**Directions for this task**
The entries need to be copied exactly.

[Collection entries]
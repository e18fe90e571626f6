//! readability CLI
#![deny(unsafe_code)]

use anyhow::Context;
use clap::Parser;
use readability::{Cli, Commands, commands};
use readability_core::config::ConfigLoader;
use tracing::debug;

mod observability;

fn main() -> anyhow::Result<()> {
    let cli = Cli::parse();
    cli.color.apply();

    if cli.version_only {
        println!("{}", env!("CARGO_PKG_VERSION"));
        return Ok(());
    }

    // arg_required_else_help ensures we have --version-only or a subcommand
    let Some(command) = cli.command else {
        return Ok(());
    };

    if let Some(ref dir) = cli.chdir {
        std::env::set_current_dir(dir)
            .with_context(|| format!("failed to change directory to {}", dir.display()))?;
    }

    let cwd = std::env::current_dir().context("failed to determine current directory")?;
    let cwd = camino::Utf8PathBuf::try_from(cwd).map_err(|e| {
        anyhow::anyhow!(
            "current directory is not valid UTF-8: {}",
            e.into_path_buf().display()
        )
    })?;
    let mut loader = ConfigLoader::new().with_project_search(&cwd);
    if let Some(ref config_path) = cli.config {
        let config_path = camino::Utf8PathBuf::try_from(config_path.clone()).map_err(|e| {
            anyhow::anyhow!(
                "config path is not valid UTF-8: {}",
                e.into_path_buf().display()
            )
        })?;
        loader = loader.with_file(&config_path);
    }
    let (config, config_sources) = loader.load().context("failed to load configuration")?;

    let obs_config = observability::ObservabilityConfig::from_env_with_overrides(
        config
            .log_dir
            .as_ref()
            .map(|dir| dir.as_std_path().to_path_buf()),
    );
    let env_filter = observability::env_filter(cli.quiet, cli.verbose, config.log_level.as_str());
    let _guard = observability::init_observability(&obs_config, env_filter)
        .context("failed to initialize logging/tracing")?;

    debug!(
        verbose = cli.verbose,
        quiet = cli.quiet,
        json = cli.json,
        color = ?cli.color,
        chdir = ?cli.chdir,
        "CLI initialized"
    );

    let max_input = config.input_limit();

    let result = match command {
        Commands::Analyze(args) => {
            commands::analyze::cmd_analyze(args, cli.json, config.score, max_input)
        }
        Commands::Stats(args) => commands::stats::cmd_stats(args, cli.json, max_input),
        Commands::Info(args) => commands::info::cmd_info(args, cli.json, &config, &config_sources),
    };
    if let Err(ref err) = result {
        tracing::error!(error = %err, "fatal error");
    }
    result
}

**Your response**
repository e18fe90e571626f6
//! readability CLI
#![deny(unsafe_code)]

use anyhow::Context;
use clap::Parser;
use readability::{Cli, Commands, commands};
use readability_core::config::ConfigLoader;
use tracing::debug;

mod observability;

fn main() -> anyhow::Result<()> {
    let cli = Cli::parse();
    cli.color.apply();

    if cli.version_only {
        println!("{}", env!("CARGO_PKG_VERSION"));
        return Ok(());
    }

    // arg_required_else_help ensures we have --version-only or a subcommand
    let Some(command) = cli.command else {
        return Ok(());
    };

    if let Some(ref dir) = cli.chdir {
        std::env::set_current_dir(dir)
            .with_context(|| format!("failed to change directory to {}", dir.display()))?;
    }

    let cwd = std::env::current_dir().context("failed to determine current directory")?;
    let cwd = camino::Utf8PathBuf::try_from(cwd).map_err(|e| {
        anyhow::anyhow!(
            "current directory is not valid UTF-8: {}",
            e.into_path_buf().display()
        )
    })?;
    let mut loader = ConfigLoader::new().with_project_search(&cwd);
    if let Some(ref config_path) = cli.config {
        let config_path = camino::Utf8PathBuf::try_from(config_path.clone()).map_err(|e| {
            anyhow::anyhow!(
                "config path is not valid UTF-8: {}",
                e.into_path_buf().display()
            )
        })?;
        loader = loader.with_file(&config_path);
    }
    let (config, config_sources) = loader.load().context("failed to load configuration")?;

    let obs_config = observability::ObservabilityConfig::from_env_with_overrides(
        config
            .log_dir
            .as_ref()
            .map(|dir| dir.as_std_path().to_path_buf()),
    );
    let env_filter = observability::env_filter(cli.quiet, cli.verbose, config.log_level.as_str());
    let _guard = observability::init_observability(&obs_config, env_filter)
        .context("failed to initialize logging/tracing")?;

    debug!(
        verbose = cli.verbose,
        quiet = cli.quiet,
        json = cli.json,
        color = ?cli.color,
        chdir = ?cli.chdir,
        "CLI initialized"
    );

    let max_input = config.input_limit();

    let result = match command {
        Commands::Analyze(args) => {
            commands::analyze::cmd_analyze(args, cli.json, config.score, max_input)
        }
        Commands::Stats(args) => commands::stats::cmd_stats(args, cli.json, max_input),
        Commands::Info(args) => commands::info::cmd_info(args, cli.json, &config, &config_sources),
    };
    if let Err(ref err) = result {
        tracing::error!(error = %err, "fatal error");
    }
    result
}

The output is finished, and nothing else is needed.